Source records

++++++++

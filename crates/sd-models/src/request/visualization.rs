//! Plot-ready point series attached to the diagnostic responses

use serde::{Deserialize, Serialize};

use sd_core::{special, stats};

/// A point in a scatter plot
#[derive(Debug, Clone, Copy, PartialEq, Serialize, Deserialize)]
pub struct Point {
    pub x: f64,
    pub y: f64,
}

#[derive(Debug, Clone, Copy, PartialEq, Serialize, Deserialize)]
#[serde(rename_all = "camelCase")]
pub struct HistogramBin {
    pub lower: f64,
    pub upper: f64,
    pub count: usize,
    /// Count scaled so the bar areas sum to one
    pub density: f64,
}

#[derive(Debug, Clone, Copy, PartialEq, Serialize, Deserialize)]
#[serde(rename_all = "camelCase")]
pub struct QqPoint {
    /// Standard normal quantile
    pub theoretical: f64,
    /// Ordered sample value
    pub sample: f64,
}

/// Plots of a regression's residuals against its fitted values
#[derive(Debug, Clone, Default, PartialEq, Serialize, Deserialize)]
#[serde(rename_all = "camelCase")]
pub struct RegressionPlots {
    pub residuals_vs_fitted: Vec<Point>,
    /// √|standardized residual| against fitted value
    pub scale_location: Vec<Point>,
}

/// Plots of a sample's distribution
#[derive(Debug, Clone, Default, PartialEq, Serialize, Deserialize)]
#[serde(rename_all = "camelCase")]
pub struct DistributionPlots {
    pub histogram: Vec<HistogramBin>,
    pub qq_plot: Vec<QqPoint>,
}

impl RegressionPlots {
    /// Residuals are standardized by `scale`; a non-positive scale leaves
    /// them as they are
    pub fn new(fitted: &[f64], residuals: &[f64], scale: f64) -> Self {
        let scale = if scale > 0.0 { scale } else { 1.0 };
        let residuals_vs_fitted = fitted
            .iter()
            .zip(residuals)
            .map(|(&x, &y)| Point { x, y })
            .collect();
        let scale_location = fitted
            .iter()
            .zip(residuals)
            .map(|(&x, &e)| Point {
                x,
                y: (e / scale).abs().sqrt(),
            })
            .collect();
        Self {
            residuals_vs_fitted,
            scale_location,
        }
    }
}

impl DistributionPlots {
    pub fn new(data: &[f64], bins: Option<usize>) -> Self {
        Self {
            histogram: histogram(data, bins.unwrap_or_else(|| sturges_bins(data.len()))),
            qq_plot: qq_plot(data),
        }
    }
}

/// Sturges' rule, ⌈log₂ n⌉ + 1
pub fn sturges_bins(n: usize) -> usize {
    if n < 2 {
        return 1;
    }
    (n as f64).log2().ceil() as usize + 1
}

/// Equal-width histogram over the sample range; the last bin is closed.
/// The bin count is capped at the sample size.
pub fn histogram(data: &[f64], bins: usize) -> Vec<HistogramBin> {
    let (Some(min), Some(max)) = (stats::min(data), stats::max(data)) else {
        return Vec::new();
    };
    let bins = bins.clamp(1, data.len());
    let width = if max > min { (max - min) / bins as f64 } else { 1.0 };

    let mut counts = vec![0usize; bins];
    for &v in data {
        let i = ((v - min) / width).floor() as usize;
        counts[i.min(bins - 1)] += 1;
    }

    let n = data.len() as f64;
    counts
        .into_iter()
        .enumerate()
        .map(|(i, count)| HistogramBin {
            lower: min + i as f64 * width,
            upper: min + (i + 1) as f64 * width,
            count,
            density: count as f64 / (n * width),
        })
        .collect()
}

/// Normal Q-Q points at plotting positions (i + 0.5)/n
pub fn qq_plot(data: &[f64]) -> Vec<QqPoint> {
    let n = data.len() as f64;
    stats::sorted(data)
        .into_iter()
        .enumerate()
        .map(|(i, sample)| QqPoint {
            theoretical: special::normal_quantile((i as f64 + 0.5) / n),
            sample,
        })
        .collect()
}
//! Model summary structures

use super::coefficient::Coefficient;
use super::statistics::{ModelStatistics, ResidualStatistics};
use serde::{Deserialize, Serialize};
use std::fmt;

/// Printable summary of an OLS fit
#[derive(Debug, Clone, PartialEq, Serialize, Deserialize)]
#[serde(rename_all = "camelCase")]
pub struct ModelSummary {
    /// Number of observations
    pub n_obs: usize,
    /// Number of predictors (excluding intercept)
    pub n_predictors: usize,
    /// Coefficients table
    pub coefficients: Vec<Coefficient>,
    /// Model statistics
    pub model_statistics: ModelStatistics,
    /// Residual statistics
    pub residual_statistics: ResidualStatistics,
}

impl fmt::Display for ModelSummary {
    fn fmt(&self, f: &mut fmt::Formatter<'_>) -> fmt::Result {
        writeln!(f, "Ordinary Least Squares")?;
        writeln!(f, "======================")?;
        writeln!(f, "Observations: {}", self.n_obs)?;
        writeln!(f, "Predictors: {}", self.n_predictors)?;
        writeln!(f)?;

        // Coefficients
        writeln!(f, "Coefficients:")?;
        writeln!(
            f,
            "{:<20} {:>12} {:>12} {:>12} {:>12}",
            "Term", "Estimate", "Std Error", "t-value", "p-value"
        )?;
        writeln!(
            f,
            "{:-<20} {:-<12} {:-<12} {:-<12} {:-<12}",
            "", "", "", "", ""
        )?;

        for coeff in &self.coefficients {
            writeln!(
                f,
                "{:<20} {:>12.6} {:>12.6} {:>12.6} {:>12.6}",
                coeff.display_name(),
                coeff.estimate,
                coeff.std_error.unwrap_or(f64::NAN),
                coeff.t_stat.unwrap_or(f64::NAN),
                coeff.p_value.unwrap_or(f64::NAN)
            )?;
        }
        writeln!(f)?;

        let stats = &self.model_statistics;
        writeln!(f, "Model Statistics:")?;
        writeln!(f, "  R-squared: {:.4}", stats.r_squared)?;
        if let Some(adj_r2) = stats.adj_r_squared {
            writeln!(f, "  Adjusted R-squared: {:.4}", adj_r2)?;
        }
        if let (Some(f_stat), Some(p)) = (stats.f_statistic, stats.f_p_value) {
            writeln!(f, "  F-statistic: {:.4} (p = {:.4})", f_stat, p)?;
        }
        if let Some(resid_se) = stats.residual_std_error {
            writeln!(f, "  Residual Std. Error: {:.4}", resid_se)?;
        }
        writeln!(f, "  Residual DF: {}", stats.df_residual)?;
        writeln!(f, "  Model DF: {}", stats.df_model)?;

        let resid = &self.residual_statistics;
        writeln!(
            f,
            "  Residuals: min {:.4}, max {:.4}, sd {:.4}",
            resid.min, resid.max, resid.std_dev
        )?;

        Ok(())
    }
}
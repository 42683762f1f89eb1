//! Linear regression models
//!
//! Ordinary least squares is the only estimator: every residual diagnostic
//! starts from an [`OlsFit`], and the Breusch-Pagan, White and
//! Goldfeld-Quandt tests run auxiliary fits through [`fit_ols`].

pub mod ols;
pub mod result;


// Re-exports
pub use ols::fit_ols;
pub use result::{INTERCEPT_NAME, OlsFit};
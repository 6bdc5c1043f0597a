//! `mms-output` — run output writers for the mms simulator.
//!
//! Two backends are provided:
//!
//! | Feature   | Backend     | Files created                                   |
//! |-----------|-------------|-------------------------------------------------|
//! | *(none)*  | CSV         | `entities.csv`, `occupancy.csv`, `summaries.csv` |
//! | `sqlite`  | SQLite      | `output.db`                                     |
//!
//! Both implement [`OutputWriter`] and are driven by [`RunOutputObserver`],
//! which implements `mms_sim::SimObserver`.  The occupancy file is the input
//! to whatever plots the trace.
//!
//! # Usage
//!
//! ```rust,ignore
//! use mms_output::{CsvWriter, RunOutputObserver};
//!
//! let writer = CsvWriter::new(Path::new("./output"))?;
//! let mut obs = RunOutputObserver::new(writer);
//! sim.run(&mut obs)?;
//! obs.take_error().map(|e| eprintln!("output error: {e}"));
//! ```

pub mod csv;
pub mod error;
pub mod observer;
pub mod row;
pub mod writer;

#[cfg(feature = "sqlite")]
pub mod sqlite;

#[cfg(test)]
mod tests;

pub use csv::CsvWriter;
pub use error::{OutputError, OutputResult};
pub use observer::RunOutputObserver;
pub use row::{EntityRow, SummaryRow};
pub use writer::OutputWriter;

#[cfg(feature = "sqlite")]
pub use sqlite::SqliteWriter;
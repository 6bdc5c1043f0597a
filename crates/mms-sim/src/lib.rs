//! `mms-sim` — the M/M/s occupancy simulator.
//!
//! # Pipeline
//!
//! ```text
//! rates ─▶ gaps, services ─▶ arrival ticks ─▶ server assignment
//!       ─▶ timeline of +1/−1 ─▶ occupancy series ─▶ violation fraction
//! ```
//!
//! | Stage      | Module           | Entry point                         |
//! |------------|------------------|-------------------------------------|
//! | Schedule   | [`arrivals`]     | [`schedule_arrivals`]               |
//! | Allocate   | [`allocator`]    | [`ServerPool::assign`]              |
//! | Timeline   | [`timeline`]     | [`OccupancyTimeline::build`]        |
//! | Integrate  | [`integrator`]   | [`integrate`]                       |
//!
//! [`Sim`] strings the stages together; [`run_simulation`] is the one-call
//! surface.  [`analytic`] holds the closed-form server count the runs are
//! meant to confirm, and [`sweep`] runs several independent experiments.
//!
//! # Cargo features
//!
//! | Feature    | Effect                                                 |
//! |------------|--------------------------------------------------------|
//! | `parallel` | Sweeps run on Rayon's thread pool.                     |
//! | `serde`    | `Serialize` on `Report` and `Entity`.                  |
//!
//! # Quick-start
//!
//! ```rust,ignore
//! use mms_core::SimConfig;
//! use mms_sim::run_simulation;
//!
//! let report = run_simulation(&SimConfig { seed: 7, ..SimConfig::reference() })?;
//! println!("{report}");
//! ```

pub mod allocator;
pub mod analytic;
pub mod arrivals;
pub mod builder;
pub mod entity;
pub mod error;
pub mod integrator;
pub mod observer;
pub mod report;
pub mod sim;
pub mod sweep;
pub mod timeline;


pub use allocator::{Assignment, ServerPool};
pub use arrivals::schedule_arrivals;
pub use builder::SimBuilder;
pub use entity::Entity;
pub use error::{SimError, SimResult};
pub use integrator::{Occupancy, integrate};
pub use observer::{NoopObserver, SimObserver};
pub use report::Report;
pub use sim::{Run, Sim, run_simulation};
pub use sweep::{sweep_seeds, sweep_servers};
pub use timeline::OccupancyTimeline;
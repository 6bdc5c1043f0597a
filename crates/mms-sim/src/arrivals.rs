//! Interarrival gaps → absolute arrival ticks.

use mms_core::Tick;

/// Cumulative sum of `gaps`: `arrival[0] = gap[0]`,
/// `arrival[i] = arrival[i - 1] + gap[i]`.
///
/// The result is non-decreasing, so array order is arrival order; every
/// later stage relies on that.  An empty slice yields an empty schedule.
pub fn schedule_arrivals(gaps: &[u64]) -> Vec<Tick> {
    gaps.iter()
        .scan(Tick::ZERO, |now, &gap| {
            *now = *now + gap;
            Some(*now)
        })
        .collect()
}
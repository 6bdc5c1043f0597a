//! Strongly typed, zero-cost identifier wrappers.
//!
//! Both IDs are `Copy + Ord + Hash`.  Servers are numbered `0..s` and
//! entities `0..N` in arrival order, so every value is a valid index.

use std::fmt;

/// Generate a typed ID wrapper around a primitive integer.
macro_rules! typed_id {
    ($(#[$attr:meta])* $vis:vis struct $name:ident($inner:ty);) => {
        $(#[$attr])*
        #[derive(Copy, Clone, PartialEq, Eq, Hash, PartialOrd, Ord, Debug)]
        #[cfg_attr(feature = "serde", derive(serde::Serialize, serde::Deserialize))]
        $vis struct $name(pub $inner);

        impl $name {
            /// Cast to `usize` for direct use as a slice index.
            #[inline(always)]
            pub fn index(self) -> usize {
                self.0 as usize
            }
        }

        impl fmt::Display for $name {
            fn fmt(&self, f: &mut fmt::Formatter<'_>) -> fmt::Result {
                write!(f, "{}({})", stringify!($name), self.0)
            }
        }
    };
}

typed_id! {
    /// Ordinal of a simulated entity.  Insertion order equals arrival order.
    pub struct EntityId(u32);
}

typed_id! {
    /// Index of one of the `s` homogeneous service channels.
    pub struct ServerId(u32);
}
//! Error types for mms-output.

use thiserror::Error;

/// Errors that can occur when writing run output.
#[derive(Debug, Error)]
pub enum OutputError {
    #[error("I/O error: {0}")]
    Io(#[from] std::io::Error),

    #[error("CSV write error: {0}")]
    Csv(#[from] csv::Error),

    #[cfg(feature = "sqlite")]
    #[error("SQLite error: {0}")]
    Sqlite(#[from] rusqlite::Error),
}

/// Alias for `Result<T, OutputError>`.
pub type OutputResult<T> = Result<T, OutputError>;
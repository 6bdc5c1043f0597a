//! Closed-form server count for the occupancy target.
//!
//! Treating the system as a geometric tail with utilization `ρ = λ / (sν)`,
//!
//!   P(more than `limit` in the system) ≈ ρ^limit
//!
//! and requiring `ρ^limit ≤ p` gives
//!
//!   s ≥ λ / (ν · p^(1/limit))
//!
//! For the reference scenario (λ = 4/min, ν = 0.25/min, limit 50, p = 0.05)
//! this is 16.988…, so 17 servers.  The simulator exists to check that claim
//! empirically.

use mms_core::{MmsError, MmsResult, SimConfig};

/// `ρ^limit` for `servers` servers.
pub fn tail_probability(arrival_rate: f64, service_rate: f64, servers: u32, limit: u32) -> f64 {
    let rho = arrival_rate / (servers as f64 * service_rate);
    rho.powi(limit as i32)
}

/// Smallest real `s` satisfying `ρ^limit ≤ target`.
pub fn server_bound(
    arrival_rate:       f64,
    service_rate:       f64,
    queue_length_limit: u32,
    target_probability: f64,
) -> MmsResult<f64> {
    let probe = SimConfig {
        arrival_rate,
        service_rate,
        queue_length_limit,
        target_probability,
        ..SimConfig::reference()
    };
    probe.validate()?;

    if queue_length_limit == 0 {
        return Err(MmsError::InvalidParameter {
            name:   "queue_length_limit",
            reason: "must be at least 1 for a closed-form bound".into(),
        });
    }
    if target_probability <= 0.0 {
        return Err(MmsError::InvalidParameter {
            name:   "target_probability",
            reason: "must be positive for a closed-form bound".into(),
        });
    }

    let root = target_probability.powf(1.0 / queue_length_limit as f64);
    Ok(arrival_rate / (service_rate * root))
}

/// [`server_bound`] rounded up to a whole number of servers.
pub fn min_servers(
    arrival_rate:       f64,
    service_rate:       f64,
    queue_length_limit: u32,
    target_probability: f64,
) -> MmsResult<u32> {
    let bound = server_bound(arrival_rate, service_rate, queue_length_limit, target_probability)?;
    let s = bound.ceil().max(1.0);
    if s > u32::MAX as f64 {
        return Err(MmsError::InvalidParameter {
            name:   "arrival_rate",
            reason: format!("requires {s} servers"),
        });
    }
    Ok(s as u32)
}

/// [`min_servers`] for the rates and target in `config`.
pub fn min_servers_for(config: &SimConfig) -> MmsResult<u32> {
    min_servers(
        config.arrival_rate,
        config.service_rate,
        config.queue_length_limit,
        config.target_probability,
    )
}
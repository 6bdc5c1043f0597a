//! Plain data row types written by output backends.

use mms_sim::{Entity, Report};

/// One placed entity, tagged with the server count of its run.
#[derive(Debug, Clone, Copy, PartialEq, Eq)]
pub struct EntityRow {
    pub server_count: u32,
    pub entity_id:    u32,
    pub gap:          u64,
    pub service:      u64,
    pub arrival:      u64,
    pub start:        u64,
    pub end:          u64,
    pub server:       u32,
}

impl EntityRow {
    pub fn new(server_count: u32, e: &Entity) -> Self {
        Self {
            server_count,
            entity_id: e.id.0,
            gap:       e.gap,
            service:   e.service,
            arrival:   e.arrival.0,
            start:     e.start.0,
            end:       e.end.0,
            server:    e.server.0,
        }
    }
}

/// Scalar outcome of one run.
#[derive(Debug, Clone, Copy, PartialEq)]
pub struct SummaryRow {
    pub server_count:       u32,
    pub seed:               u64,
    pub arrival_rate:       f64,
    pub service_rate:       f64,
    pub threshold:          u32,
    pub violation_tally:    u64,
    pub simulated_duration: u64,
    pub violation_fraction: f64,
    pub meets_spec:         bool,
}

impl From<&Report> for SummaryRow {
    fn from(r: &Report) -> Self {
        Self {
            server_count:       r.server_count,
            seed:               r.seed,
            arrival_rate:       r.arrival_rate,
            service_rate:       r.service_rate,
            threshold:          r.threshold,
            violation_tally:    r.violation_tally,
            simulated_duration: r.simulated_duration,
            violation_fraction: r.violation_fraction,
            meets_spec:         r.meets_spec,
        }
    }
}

++++++++

▸ **Task description**: All lines in the records above that contain "must" are to be reported.

▸ **Exercise response**:
            reason: "must be at least 1 for a closed-form bound".into(),
            reason: "must be positive for a closed-form bound".into(),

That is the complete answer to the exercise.